== INFORMATION PROVIDED ==

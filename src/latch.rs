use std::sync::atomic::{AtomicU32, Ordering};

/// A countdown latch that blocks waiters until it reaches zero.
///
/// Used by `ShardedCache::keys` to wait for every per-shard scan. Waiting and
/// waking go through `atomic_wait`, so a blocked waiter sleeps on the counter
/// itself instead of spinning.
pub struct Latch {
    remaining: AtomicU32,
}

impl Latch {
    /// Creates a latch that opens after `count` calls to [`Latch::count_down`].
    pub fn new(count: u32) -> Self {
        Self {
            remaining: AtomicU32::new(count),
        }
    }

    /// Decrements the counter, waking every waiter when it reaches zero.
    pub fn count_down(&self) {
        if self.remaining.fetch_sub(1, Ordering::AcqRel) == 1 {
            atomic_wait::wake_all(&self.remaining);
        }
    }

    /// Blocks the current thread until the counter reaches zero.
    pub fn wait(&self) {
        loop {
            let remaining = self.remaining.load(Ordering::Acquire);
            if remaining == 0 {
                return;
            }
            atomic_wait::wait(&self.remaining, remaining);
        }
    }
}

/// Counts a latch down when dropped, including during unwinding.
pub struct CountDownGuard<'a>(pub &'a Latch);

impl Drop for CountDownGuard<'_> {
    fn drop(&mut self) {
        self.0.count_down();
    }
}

===
== INFORMATION PROVIDED ==

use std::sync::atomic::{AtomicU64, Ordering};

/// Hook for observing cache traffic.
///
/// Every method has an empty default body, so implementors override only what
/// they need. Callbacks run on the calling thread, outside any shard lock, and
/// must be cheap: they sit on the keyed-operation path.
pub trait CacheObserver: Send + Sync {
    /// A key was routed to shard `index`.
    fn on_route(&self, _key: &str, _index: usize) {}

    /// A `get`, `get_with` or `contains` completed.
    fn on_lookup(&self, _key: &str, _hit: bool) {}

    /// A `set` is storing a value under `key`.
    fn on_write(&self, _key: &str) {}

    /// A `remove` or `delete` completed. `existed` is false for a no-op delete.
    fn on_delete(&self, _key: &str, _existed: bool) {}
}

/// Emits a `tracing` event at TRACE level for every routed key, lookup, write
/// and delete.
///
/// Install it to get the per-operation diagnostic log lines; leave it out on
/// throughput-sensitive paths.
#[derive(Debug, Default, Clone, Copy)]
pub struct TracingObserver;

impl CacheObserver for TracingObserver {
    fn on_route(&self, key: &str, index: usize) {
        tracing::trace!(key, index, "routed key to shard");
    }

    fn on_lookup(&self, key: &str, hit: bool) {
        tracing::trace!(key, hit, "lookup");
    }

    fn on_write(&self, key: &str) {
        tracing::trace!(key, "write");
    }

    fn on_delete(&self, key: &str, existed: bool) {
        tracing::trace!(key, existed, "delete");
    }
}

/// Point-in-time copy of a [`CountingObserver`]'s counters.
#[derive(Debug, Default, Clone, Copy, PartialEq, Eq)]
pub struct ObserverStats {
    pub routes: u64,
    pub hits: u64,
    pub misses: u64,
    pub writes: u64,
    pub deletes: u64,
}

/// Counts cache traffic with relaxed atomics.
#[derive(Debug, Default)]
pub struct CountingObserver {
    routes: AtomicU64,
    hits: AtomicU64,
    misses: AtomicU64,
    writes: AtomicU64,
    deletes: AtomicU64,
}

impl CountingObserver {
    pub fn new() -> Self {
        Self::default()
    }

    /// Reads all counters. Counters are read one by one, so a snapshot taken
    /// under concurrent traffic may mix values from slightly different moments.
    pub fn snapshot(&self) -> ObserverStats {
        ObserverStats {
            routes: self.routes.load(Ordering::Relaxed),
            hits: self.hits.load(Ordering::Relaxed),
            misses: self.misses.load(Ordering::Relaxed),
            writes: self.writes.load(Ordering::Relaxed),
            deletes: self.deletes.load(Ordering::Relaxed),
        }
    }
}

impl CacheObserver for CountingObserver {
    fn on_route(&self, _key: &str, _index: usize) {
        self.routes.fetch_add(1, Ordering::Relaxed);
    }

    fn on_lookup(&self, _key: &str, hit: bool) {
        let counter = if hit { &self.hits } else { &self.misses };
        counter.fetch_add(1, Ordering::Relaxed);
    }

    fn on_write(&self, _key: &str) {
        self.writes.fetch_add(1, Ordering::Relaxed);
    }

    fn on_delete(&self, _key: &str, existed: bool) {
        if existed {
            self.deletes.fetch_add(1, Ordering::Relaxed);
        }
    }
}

===
== INFORMATION PROVIDED ==

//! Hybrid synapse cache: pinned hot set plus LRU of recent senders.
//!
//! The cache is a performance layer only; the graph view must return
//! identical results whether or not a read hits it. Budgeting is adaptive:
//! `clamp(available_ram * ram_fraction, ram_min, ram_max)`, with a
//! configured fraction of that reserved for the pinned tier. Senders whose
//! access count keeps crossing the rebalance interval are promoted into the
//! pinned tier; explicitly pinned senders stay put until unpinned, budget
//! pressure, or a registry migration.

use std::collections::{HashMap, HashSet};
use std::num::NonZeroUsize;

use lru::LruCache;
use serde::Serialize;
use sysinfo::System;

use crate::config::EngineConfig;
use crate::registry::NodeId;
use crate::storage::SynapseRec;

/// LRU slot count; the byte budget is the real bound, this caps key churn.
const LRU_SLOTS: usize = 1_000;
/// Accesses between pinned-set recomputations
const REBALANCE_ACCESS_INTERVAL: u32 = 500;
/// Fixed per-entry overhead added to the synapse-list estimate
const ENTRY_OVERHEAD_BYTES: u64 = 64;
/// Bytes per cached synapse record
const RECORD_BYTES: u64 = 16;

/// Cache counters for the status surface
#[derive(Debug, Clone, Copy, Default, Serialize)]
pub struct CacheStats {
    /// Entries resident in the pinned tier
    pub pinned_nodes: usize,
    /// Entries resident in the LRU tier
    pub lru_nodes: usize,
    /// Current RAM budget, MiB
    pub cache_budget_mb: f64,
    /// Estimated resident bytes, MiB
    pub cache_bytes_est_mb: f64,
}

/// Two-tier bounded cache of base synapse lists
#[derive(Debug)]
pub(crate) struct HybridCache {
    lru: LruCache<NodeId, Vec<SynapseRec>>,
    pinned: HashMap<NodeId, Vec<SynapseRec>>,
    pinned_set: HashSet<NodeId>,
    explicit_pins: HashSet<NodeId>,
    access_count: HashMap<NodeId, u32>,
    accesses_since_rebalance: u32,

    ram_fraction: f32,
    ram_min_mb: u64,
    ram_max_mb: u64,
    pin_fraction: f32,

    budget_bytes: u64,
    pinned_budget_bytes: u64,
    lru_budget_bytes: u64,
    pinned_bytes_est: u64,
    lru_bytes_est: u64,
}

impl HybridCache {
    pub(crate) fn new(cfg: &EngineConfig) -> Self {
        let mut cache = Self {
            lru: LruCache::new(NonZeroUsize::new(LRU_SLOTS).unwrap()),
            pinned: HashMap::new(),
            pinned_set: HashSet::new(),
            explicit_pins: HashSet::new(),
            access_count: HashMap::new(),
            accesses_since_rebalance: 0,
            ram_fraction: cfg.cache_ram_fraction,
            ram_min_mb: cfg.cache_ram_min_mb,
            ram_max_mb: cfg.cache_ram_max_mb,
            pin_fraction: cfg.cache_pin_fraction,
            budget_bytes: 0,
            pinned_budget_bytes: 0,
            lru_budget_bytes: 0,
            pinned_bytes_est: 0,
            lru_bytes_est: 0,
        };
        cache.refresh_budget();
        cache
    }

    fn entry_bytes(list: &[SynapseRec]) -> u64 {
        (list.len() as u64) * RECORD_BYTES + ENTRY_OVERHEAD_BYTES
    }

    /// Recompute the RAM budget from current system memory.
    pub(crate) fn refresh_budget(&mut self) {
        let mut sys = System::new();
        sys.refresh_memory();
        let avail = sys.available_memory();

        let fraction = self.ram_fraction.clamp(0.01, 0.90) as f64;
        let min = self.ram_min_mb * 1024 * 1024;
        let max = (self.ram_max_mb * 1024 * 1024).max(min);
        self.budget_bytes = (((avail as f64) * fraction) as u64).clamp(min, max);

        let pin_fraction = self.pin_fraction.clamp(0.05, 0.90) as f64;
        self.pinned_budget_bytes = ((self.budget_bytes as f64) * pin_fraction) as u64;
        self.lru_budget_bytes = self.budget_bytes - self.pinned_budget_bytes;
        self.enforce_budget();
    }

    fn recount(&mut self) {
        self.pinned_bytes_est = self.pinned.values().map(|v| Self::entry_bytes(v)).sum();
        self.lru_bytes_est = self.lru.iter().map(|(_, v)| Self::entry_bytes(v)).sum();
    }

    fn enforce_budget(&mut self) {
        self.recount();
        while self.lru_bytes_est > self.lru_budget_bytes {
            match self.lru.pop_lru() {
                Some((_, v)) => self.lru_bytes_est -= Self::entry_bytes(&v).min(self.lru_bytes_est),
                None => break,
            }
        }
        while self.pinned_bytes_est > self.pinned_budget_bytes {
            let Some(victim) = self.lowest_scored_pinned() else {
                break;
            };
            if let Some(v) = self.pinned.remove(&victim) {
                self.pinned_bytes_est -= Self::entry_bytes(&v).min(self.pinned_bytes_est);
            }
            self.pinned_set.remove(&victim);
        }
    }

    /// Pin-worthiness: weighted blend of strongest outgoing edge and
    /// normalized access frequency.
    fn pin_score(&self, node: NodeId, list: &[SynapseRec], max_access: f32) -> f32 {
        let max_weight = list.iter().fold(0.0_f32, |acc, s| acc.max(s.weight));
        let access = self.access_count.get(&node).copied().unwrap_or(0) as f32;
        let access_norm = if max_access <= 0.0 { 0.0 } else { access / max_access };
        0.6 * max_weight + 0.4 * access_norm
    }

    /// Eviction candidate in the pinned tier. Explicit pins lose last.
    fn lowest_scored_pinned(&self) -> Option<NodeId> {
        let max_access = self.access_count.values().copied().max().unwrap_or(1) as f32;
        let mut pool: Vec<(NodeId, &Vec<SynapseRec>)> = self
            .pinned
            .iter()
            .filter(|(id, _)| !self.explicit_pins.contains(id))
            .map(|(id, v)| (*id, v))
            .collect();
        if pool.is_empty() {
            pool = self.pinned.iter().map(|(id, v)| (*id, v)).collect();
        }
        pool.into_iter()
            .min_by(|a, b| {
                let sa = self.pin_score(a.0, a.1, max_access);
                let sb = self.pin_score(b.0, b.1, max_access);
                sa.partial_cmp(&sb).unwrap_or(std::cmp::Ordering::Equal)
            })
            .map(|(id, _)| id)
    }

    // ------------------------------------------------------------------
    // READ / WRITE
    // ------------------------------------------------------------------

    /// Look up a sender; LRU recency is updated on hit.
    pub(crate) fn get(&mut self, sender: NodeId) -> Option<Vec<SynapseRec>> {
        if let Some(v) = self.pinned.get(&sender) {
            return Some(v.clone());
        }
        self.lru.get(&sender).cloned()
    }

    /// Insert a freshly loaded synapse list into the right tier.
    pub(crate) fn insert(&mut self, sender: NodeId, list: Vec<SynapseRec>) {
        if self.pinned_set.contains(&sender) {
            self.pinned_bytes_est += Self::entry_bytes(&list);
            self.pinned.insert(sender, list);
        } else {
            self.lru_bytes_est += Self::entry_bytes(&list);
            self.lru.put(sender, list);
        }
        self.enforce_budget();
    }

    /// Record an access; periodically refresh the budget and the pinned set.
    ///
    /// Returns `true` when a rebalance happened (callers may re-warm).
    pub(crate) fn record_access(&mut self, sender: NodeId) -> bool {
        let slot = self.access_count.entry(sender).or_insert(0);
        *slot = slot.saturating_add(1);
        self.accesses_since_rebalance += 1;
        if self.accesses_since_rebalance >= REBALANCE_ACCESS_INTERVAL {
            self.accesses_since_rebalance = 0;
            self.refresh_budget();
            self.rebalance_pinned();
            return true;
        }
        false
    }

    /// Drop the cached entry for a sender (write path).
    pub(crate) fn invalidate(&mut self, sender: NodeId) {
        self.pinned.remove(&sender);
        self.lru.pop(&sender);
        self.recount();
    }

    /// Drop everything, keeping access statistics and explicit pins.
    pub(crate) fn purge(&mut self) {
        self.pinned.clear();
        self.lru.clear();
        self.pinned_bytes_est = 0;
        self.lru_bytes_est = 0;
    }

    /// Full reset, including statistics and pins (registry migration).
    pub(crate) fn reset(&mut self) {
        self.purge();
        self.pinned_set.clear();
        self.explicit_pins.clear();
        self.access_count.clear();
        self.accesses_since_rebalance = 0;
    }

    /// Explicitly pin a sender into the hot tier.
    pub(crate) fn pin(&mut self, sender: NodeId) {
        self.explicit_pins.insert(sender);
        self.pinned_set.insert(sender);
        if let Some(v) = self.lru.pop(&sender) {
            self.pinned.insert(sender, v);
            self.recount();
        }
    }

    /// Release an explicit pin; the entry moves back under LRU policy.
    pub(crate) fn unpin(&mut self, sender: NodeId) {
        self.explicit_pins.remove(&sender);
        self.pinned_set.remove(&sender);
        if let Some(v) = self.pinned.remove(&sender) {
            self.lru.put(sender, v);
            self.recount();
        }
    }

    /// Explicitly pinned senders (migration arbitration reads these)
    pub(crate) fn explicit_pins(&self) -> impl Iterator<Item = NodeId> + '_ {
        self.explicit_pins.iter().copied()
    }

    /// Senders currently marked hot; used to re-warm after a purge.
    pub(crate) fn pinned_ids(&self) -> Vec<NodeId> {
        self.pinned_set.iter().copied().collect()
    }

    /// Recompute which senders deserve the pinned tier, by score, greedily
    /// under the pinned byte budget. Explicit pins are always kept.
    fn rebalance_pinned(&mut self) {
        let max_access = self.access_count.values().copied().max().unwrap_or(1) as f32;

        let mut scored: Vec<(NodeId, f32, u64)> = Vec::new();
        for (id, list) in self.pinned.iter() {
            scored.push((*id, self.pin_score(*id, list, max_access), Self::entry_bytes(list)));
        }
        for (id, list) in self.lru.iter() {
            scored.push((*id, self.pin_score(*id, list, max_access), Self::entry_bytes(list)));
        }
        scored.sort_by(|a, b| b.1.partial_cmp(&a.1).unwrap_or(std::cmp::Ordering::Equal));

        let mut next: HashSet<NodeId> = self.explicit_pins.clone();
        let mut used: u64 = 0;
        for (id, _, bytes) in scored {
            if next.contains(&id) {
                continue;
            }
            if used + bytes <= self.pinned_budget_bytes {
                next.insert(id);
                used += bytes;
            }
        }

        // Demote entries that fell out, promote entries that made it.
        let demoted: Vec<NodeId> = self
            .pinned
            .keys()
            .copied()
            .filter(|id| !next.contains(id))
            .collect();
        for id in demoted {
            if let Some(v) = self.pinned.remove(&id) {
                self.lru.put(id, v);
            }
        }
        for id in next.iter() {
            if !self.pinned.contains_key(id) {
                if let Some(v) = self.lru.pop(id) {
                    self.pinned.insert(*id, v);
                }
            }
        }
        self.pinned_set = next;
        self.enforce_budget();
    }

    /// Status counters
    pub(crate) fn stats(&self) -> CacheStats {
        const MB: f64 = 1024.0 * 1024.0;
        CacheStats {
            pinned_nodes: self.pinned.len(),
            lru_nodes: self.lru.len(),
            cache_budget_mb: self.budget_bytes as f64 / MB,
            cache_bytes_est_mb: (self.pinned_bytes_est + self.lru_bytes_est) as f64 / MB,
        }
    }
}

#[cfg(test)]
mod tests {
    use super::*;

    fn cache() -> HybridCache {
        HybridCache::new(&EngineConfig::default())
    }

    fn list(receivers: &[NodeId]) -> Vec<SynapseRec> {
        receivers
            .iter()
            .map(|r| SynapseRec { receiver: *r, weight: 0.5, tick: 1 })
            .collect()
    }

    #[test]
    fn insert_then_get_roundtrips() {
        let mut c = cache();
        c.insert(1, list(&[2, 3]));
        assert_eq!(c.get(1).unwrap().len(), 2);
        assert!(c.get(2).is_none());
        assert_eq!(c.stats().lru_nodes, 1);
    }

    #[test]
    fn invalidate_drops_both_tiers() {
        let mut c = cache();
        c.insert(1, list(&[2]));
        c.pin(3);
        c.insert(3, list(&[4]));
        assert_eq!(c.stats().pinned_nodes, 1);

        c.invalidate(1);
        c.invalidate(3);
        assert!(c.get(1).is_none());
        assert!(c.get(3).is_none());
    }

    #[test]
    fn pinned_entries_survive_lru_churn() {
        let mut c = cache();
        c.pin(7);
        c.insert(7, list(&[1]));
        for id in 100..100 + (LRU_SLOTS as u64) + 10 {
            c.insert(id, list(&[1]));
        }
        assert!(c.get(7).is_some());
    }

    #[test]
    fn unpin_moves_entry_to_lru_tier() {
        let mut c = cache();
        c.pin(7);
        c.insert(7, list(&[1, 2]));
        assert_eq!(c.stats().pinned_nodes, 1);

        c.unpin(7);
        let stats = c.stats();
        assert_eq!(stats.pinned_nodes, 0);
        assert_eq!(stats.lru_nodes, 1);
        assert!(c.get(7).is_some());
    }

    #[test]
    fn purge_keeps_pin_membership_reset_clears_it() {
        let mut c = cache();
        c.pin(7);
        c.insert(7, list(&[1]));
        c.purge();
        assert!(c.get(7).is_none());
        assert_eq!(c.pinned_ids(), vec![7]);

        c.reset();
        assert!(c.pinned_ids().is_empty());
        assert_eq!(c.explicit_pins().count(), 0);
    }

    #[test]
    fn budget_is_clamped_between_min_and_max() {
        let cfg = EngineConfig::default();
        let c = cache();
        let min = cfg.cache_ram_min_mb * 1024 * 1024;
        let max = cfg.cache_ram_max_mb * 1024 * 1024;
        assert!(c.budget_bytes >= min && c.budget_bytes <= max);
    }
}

===

WORK TO BE COMPLETED —
Find the lines in the entries above where "demoted" occurs, and copy each of them.

TASK RESPONSE —
        let demoted: Vec<NodeId> = self
        for id in demoted {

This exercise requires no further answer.